Input material section start

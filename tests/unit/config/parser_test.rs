use std::fs;
use std::path::PathBuf;
use tempfile::tempdir;
use pysourcegraph::{
    config::parser::{create_default_config, parse_config_content, parse_config_file, validate_partial_settings},
    error::{GraphError, Result},
    models::config::{OutputFormat, PartialSettings, Settings},
};

#[test]
fn test_parse_config_content() -> Result<()> {
    let config_content = r#"
        scan_path = "/test/path"
        source_extensions = ["py", "pyi"]
        marker_files = ["setup.cfg"]
        exclude_patterns = ["build", "dist"]
        max_depth = 5
        output_format = "dot"
        follow_links = true
        timeout_secs = 30
    "#;

    let settings = parse_config_content(config_content, "virtual_path.toml")?;

    assert_eq!(settings.scan_path, Some(PathBuf::from("/test/path")));
    assert_eq!(
        settings.source_extensions,
        Some(vec!["py".to_string(), "pyi".to_string()])
    );
    assert_eq!(settings.marker_files, Some(vec!["setup.cfg".to_string()]));
    assert_eq!(
        settings.exclude_patterns,
        Some(vec!["build".to_string(), "dist".to_string()])
    );
    assert_eq!(settings.max_depth, Some(5));
    assert_eq!(settings.output_format, Some(OutputFormat::Dot));
    assert_eq!(settings.follow_links, Some(true));
    assert_eq!(settings.timeout_secs, Some(30));
    assert_eq!(settings.parallel, None);

    Ok(())
}

#[test]
fn test_parse_config_file() -> Result<()> {
    let temp_dir = tempdir()?;
    let config_path = temp_dir.path().join("test_config.toml");
    fs::write(&config_path, "parallel = true\nthreads = 3\noutput_file = \"tree.json\"\n")?;

    let settings = parse_config_file(&config_path)?;

    assert_eq!(settings.parallel, Some(true));
    assert_eq!(settings.threads, Some(3));
    assert_eq!(settings.output_file, Some(PathBuf::from("tree.json")));

    Ok(())
}

#[test]
fn test_unknown_output_format_is_a_parse_error() {
    let err = parse_config_content("output_format = \"yaml\"", "bad.toml").unwrap_err();
    assert!(matches!(err, GraphError::ConfigParse { .. }));
}

#[test]
fn test_invalid_values_are_config_errors() {
    for content in [
        "source_extensions = []",
        "source_extensions = [\".py\"]",
        "marker_files = [\"\"]",
        "exclude_patterns = [\"[unclosed\"]",
        "max_depth = 0",
        "threads = 0",
        "output_file = \"\"",
    ] {
        let err = parse_config_content(content, "bad.toml").unwrap_err();
        assert!(
            matches!(err, GraphError::Config { .. }),
            "expected a config error for {:?}, got {:?}",
            content,
            err
        );
    }
}

#[test]
fn test_validate_partial_settings_accepts_empty() -> Result<()> {
    validate_partial_settings(&PartialSettings::default(), "empty.toml")
}

#[test]
fn test_default_config_round_trip() -> Result<()> {
    let temp_dir = tempdir()?;
    let config_path = temp_dir.path().join("config/.pysourcegraph.toml");

    create_default_config(&config_path)?;
    let partial = parse_config_file(&config_path)?;

    assert_eq!(partial.to_settings(), Settings::default());
    Ok(())
}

Input material section end

• About this task: The word "parallel" appears in how many lines of the records? Give the number only.

• Answer area: 3